This is a rare example of the work of Auguste Lenoble, one of the most undervalued of 19th century French makers. It’s in near-mint condition with original lapping, though with a later button.
Auguste Lenoble trained with Francois Peccatte, and his work shows many similar points of style. “L’Archet” suggests that he was more of a restorer than a maker, and is strangely damning about his work – I think this must be to do with the fact that he used a Peccatte brand, to which he was only entitled by dint of his having shacked up with Francois Peccatte’s widow.
But who are we to judge?
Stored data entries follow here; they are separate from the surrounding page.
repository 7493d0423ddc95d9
pub mod http;
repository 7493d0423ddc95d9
// src/application/error.rs
use crate::domain::errors::DomainError;
use thiserror::Error;

pub type ApplicationResult<T> = Result<T, ApplicationError>;

#[derive(Debug, Error)]
pub enum ApplicationError {
    #[error(transparent)]
    Domain(#[from] DomainError),

    #[error("validation error: {0}")]
    Validation(String),

    #[error("resource not found: {0}")]
    NotFound(String),

    #[error("infrastructure failure: {0}")]
    Infrastructure(String),
}

impl ApplicationError {
    pub fn validation(msg: impl Into<String>) -> Self {
        Self::Validation(msg.into())
    }

    pub fn not_found(msg: impl Into<String>) -> Self {
        Self::NotFound(msg.into())
    }

    pub fn infrastructure(msg: impl Into<String>) -> Self {
        Self::Infrastructure(msg.into())
    }

    /// Stable wire code carried alongside the message in error responses.
    pub fn code(&self) -> &'static str {
        match self {
            Self::NotFound(_) | Self::Domain(DomainError::NotFound(_)) => "DATA_NOT_FOUND",
            Self::Validation(_) | Self::Domain(DomainError::Validation(_)) => "INVALID_PARAMETER",
            Self::Infrastructure(_) | Self::Domain(DomainError::Persistence(_)) => "SERVER_ERROR",
        }
    }
}
use articled::application::{ports::time::Clock, services::ApplicationServices};
use articled::config::AppConfig;
use articled::domain::article::ArticleRepository;
use articled::infrastructure::{
    database, repositories::SqliteArticleRepository, time::SystemClock,
};
use articled::presentation::http::{routes::build_router, state::HttpState};
use anyhow::Result;
use axum::{ServiceExt, body::Body};
use std::{net::SocketAddr, sync::Arc};
use tokio::signal;
use tracing_subscriber::{layer::SubscriberExt, util::SubscriberInitExt};

#[tokio::main]
async fn main() {
    if let Err(err) = bootstrap().await {
        tracing::error!(error = %err, "fatal error");
        eprintln!("fatal error: {err}");
        std::process::exit(1);
    }
}

async fn bootstrap() -> Result<()> {
    dotenvy::dotenv().ok();
    init_tracing();

    let config = AppConfig::from_env()?;

    let pool = database::init_pool(config.database_url()).await?;
    database::run_migrations(&pool).await?;

    let article_repo: Arc<dyn ArticleRepository> = Arc::new(SqliteArticleRepository::new(pool));
    let clock: Arc<dyn Clock> = Arc::new(SystemClock::default());

    let services = Arc::new(ApplicationServices::new(
        Arc::clone(&article_repo),
        Arc::clone(&clock),
    ));

    let state = HttpState {
        services: Arc::clone(&services),
    };

    let app = build_router(state);
    let service = app.into_service::<Body>().into_make_service();

    let listener = tokio::net::TcpListener::bind(config.listen_addr()).await?;
    let address: SocketAddr = listener.local_addr()?;
    tracing::info!("listening on {address}");

    axum::serve(listener, service)
        .with_graceful_shutdown(shutdown_signal())
        .await?;

    Ok(())
}

fn init_tracing() {
    let env_filter = std::env::var("RUST_LOG")
        .ok()
        .unwrap_or_else(|| "info,tower_http=info,sqlx=warn".to_string());

    let subscriber = tracing_subscriber::registry()
        .with(tracing_subscriber::EnvFilter::new(env_filter))
        .with(tracing_subscriber::fmt::layer());

    if subscriber.try_init().is_err() {
        tracing::warn!("tracing subscriber already initialised");
    }
}

async fn shutdown_signal() {
    let ctrl_c = async {
        signal::ctrl_c()
            .await
            .expect("failed to install CTRL+C handler");
    };

    #[cfg(unix)]
    let terminate = async {
        signal::unix::signal(signal::unix::SignalKind::terminate())
            .expect("failed to install terminate handler")
            .recv()
            .await;
    };

    #[cfg(not(unix))]
    let terminate = std::future::pending::<()>();

    tokio::select! {
        _ = ctrl_c => {}
        _ = terminate => {}
    }
    tracing::info!("shutdown signal received");
}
We might also point out that this is a fine and robust stick in the manner of Francois Peccatte, made with more verve and with better materials…
The stick is of round section mid-brown pernambuco with a good figure, mounts are silver and ebony.
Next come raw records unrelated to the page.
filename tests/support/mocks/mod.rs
pub mod article_repo;
pub mod time;

pub use article_repo::InMemoryArticleRepository;
pub use time::FixedClock;
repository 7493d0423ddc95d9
// src/application/commands/articles/delete.rs
use super::ArticleCommandService;
use crate::{application::error::ApplicationResult, domain::article::ArticleId};

pub struct DeleteArticleCommand {
    pub id: i64,
}

impl ArticleCommandService {
    /// No existence check: deleting an absent id succeeds.
    pub async fn delete_article(&self, command: DeleteArticleCommand) -> ApplicationResult<()> {
        let id = ArticleId::new(command.id)?;
        self.repo.delete(id).await?;
        Ok(())
    }
}
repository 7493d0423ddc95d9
// src/presentation/http/routes.rs
use crate::presentation::http::state::HttpState;
use crate::presentation::http::{controllers::articles, openapi, openapi::StatusResponse};
use axum::{
    Extension, Router,
    http::Method,
    routing::get,
};
use std::time::Duration;
use tower_http::{cors::CorsLayer, trace::TraceLayer};

pub fn build_router(state: HttpState) -> Router {
    let cors = CorsLayer::new()
        .allow_origin(tower_http::cors::Any)
        .allow_methods([
            Method::GET,
            Method::POST,
            Method::PUT,
            Method::DELETE,
            Method::OPTIONS,
        ])
        .allow_headers(tower_http::cors::Any)
        .max_age(Duration::from_secs(3600));

    Router::new()
        .merge(openapi::docs_router())
        .route("/health", get(health))
        .route(
            "/api/v1/articles",
            get(articles::list_articles).post(articles::create_article),
        )
        .route(
            "/api/v1/articles/{id}",
            get(articles::get_article_by_id)
                .put(articles::update_article)
                .delete(articles::delete_article),
        )
        .layer(TraceLayer::new_for_http())
        .layer(cors)
        .layer(Extension(state))
}

#[utoipa::path(
    get,
    path = "/health",
    responses(
        (status = 200, description = "Service health check.", body = StatusResponse)
    ),
    tag = "System"
)]
pub async fn health() -> axum::Json<StatusResponse> {
    axum::Json(StatusResponse {
        status: "ok".into(),
    })
}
The bow is beautifully preserved but is lacking its original button – the lapping is original and quite historic. The handle carries the Peccatte brand on the audience side.
With its original silk lapping this is a light bow but the sound is mighty. As with the work of Francois Peccatte, the stick is of low density but the graduations are quite thick, and the result is a bit more like a viola bow. Lots of cushion, a dark full sound and a feeling of complete control.
If you’re looking for a big sound without the calories this would be a great choice – it’s also a fine and classic 19th century French bow at a joke price.